I believe we would do a Chemo too...probably Erbitux (more tolerable), and doin that will encompass not only the tonsil, but the vocal cord and rt lymph node too...basically a prophelaxis (and maybe a bit of curative) to the whole area.
Some situational things:
Of course this all came about at a terrible time of life for me. Cancer can be very inconvienent! I had just come back from the southwest (where I was living for a year and then my Co closed - job gone) to NJ, where my house had just sold...and basically put everything in storage and living at GF condo as this all happened. Damn selling my home was the stupidest thing I have ever done. I miss having my things around me and sure I will more as this goes on. The not working, not knowing future and all doesn't help. The Drs I'm now using, and the ones most familiar with unilateral approach, are NYC based. Like an 1.5 hour commute from where I am in NJ. Making taking treatments there even tougher. Even if staying with a friend in the city, where again, I'm going through this without my own bed, my own stuff - bathroom, etc. We are seeing how a seemingly highly proficient (albeit not my favorite personality) Radio with a center 5 mins away feels about doing it, hopefully with direction from the NYC ones. That at least makes it a bit easier...and I'll just have to put life on hold for lord knows how long...as interviewing, or taking a job during this is crazy/impossible. And even getting my own place, again because where the treatment is is no where near where I would want to live, also impossible.

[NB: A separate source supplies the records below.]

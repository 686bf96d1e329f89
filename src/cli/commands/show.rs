//! show command - List the entries of a reference's log

use super::{display_name, locate};
use crate::cli::Context;
use crate::reflog::{RefLog, RefLogEntry};
use anyhow::{bail, Context as _, Result};
use serde::Serialize;

/// One listed entry with its `@{n}` position, 0 being the newest.
#[derive(Debug, Serialize)]
struct Row<'a> {
    selector: usize,
    #[serde(flatten)]
    entry: &'a RefLogEntry,
}

/// List the entries of `refname`'s log.
///
/// # Arguments
///
/// * `ctx` - Execution context
/// * `refname` - Reference as typed by the user
/// * `json` - Print JSON instead of one line per entry
/// * `reverse` - Oldest first
/// * `limit` - Keep only the newest `limit` entries
pub fn show(
    ctx: &Context,
    refname: &str,
    json: bool,
    reverse: bool,
    limit: Option<usize>,
) -> Result<()> {
    let located = locate(ctx, refname)?;
    if !located.log_path.exists() {
        bail!("No reflog for '{}'", located.refname);
    }

    let log = RefLog::from_file(&located.log_path)
        .with_context(|| format!("Failed to read reflog of {}", located.refname))?;

    let mut rows: Vec<Row<'_>> = log
        .iter()
        .rev()
        .enumerate()
        .map(|(selector, entry)| Row { selector, entry })
        .collect();
    if let Some(limit) = limit {
        rows.truncate(limit);
    }
    if reverse {
        rows.reverse();
    }

    if json {
        println!("{}", serde_json::to_string_pretty(&rows)?);
        return Ok(());
    }

    let name = display_name(&located.refname);
    for row in &rows {
        println!(
            "{} {}@{{{}}}: {}",
            row.entry.new_oid().short(7),
            name,
            row.selector,
            row.entry.message()
        );
    }

    Ok(())
}
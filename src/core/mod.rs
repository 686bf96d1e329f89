//! core
//!
//! Domain types, identity, configuration and repository layout.
//!
//! # Modules
//!
//! - [`types`] - Strong types: Oid, RefName
//! - [`actor`] - Committer identity and its resolution
//! - [`config`] - Configuration schema and loading
//! - [`paths`] - Repository discovery and log locations

pub mod actor;
pub mod config;
pub mod paths;
pub mod types;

New Concerns - especially from reading all this:
The PEG has not been discussed recently, and when it was back when - I think they thought it wouldn't be needed. I get the impression here that is just not so. And that it may well be better to be prepared than waste away and have to have it put in while weakend. The Erbitux I thought was so tollerable that, other than some skin issues, it too would't be life disrupting. In fact, I was specifically told that there would be minimal interruption to life...if I was working that I could absolutely continue, with just coming in for the few minutes of Rad before or after work. Again, I'm getting the idea, that while many here may have had more surgical along with Rad/Chemo that all may be more of a hoped for and exceptional result than standard. I see that many find they need pain meds a lot. Is it more from their surgery or fro the rad treatments? Anyone have trouble with their Dr not appreciating the pain, or depression, or being too worried about prescribing? (I mean i can see where some Valium for the next weeks is not a bad idea).

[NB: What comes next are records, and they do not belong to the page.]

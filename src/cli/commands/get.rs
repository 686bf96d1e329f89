//! get command - Print a single entry by position

use super::locate;
use crate::cli::Context;
use crate::core::config::Config;
use crate::reflog::{RefLog, RefLogEntry};
use anyhow::{Context as _, Result};

/// Print the entry at `index` in `refname`'s log.
///
/// Negative indices read backward from the end of the file using the
/// configured `read.window`.
pub fn get(ctx: &Context, index: isize, refname: &str, json: bool) -> Result<()> {
    let located = locate(ctx, refname)?;
    let config = Config::load(Some(&located.paths)).context("Failed to load config")?;

    let entry = RefLog::entry_at_with_window(&located.log_path, index, config.read_window())
        .with_context(|| format!("Failed to read reflog of {}", located.refname))?;

    if json {
        println!("{}", serde_json::to_string_pretty(&entry)?);
    } else {
        print_entry(&entry);
    }
    Ok(())
}

fn print_entry(entry: &RefLogEntry) {
    let date = entry
        .datetime()
        .map(|dt| dt.format("%Y-%m-%d %H:%M:%S %z").to_string())
        .unwrap_or_else(|| entry.timestamp().to_string());

    println!("old      {}", entry.old_oid());
    println!("new      {}", entry.new_oid());
    println!("actor    {}", entry.actor());
    println!("date     {}", date);
    println!("message  {}", entry.message());
}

Sure, any suggestions advice I'd appreciate, or yapping with any going through it too. Seems I've got about a week before things start getting ugly!
Sort of kiddingly: I'm the unluckiest person in the world! I mean I get Cancer and should have lost weight..no I gained like 12 lbs...and the Big C...the excuse...start forking over that medical marijuana...and send the bill to CIGNA please...oh thats right...i got throat cancer...i have enough trouble with air, forget smoke!